__PROVIDED DATA__.
_____

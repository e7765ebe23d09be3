//! Core renderer trait for document encoding

use anyhow::Result;

use super::Database;

/// Core trait for document renderers
///
/// Rendering is a pure function of the database: the same content always
/// produces the same output.
pub trait Renderer<D: Database>: Send + Sync {
    type Output;

    fn render(&self, database: &D) -> Result<Self::Output>;

    fn name(&self) -> &'static str;

    fn version(&self) -> &'static str;

    fn format(&self) -> &'static str;
}

#[cfg(test)]
mod tests {
    use super::*;
    use crate::core::{Diagram, DiagramElement, ElementKind, Notation};
    use crate::plugins::drawio::DrawioRenderer;

    #[test]
    fn test_renderer_identity() {
        let renderer = DrawioRenderer::new();
        assert_eq!(renderer.name(), "drawio");
        assert_eq!(renderer.version(), "0.1.0");
        assert_eq!(renderer.format(), "xml");
    }

    #[test]
    fn test_render_is_deterministic() {
        let renderer = DrawioRenderer::new();
        let mut diagram = Diagram::new("d1", "Order", Some(Notation::Epc));
        diagram
            .add_node(DiagramElement::new("a", ElementKind::Event, "Order received"))
            .unwrap();

        let first = renderer.render(&diagram).unwrap();
        let second = renderer.render(&diagram).unwrap();
        assert_eq!(first, second);
        assert!(first.contains("Order received"));
    }
}
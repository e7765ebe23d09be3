//! Core abstractions for diagram processing
//!
//! The entity model (diagram, element, connection and their value objects),
//! the traits that plugins implement, and the shared error, logging and
//! storage pieces.

mod connection;
mod database;
mod detector;
mod diagram;
mod element;
mod error;
mod geometry;
mod model;
pub mod logging;
mod parser;
mod renderer;
pub mod repository;
pub mod style;
mod types;

pub use connection::*;
pub use database::*;
pub use detector::*;
pub use diagram::*;
pub use element::*;
pub use error::*;
pub use geometry::*;
pub use model::*;
pub use logging::*;
pub use parser::*;
pub use renderer::*;
pub use repository::*;
pub use style::Style;
pub use types::*;
//! Plugin implementations
//!
//! The draw.io codec, the notation catalogue and detectors, and the layers
//! that wire them to storage.

pub mod drawio;
pub mod notation;
pub mod orchestrator;
pub mod service;

pub use drawio::*;
pub use notation::*;
pub use orchestrator::*;
pub use service::*;
//! processmap CLI - draw.io business-process diagrams

mod cli;

use clap::Parser;

fn main() {
    let cli_args = cli::Cli::parse();

    let mut app = match cli::ProcessmapApp::from_cli(&cli_args) {
        Ok(app) => app,
        Err(e) => {
            eprintln!("Error: {}", e);
            std::process::exit(1);
        }
    };

    if let Err(e) = app.run(cli_args) {
        eprintln!("Error: {}", e);
        std::process::exit(1);
    }
}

_____

__PROMPT__.
Give back every entry, word for word.

__RESPONSE__.
repository e7765ebe23d09be3
//! Core renderer trait for document encoding

use anyhow::Result;

use super::Database;

/// Core trait for document renderers
///
/// Rendering is a pure function of the database: the same content always
/// produces the same output.
pub trait Renderer<D: Database>: Send + Sync {
    type Output;

    fn render(&self, database: &D) -> Result<Self::Output>;

    fn name(&self) -> &'static str;

    fn version(&self) -> &'static str;

    fn format(&self) -> &'static str;
}

#[cfg(test)]
mod tests {
    use super::*;
    use crate::core::{Diagram, DiagramElement, ElementKind, Notation};
    use crate::plugins::drawio::DrawioRenderer;

    #[test]
    fn test_renderer_identity() {
        let renderer = DrawioRenderer::new();
        assert_eq!(renderer.name(), "drawio");
        assert_eq!(renderer.version(), "0.1.0");
        assert_eq!(renderer.format(), "xml");
    }

    #[test]
    fn test_render_is_deterministic() {
        let renderer = DrawioRenderer::new();
        let mut diagram = Diagram::new("d1", "Order", Some(Notation::Epc));
        diagram
            .add_node(DiagramElement::new("a", ElementKind::Event, "Order received"))
            .unwrap();

        let first = renderer.render(&diagram).unwrap();
        let second = renderer.render(&diagram).unwrap();
        assert_eq!(first, second);
        assert!(first.contains("Order received"));
    }
}
repository e7765ebe23d09be3
//! Core abstractions for diagram processing
//!
//! The entity model (diagram, element, connection and their value objects),
//! the traits that plugins implement, and the shared error, logging and
//! storage pieces.

mod connection;
mod database;
mod detector;
mod diagram;
mod element;
mod error;
mod geometry;
mod model;
pub mod logging;
mod parser;
mod renderer;
pub mod repository;
pub mod style;
mod types;

pub use connection::*;
pub use database::*;
pub use detector::*;
pub use diagram::*;
pub use element::*;
pub use error::*;
pub use geometry::*;
pub use model::*;
pub use logging::*;
pub use parser::*;
pub use renderer::*;
pub use repository::*;
pub use style::Style;
pub use types::*;
//! Plugin implementations
//!
//! The draw.io codec, the notation catalogue and detectors, and the layers
//! that wire them to storage.

pub mod drawio;
pub mod notation;
pub mod orchestrator;
pub mod service;

pub use drawio::*;
pub use notation::*;
pub use orchestrator::*;
pub use service::*;
//! processmap CLI - draw.io business-process diagrams

mod cli;

use clap::Parser;

fn main() {
    let cli_args = cli::Cli::parse();

    let mut app = match cli::ProcessmapApp::from_cli(&cli_args) {
        Ok(app) => app,
        Err(e) => {
            eprintln!("Error: {}", e);
            std::process::exit(1);
        }
    };

    if let Err(e) = app.run(cli_args) {
        eprintln!("Error: {}", e);
        std::process::exit(1);
    }
}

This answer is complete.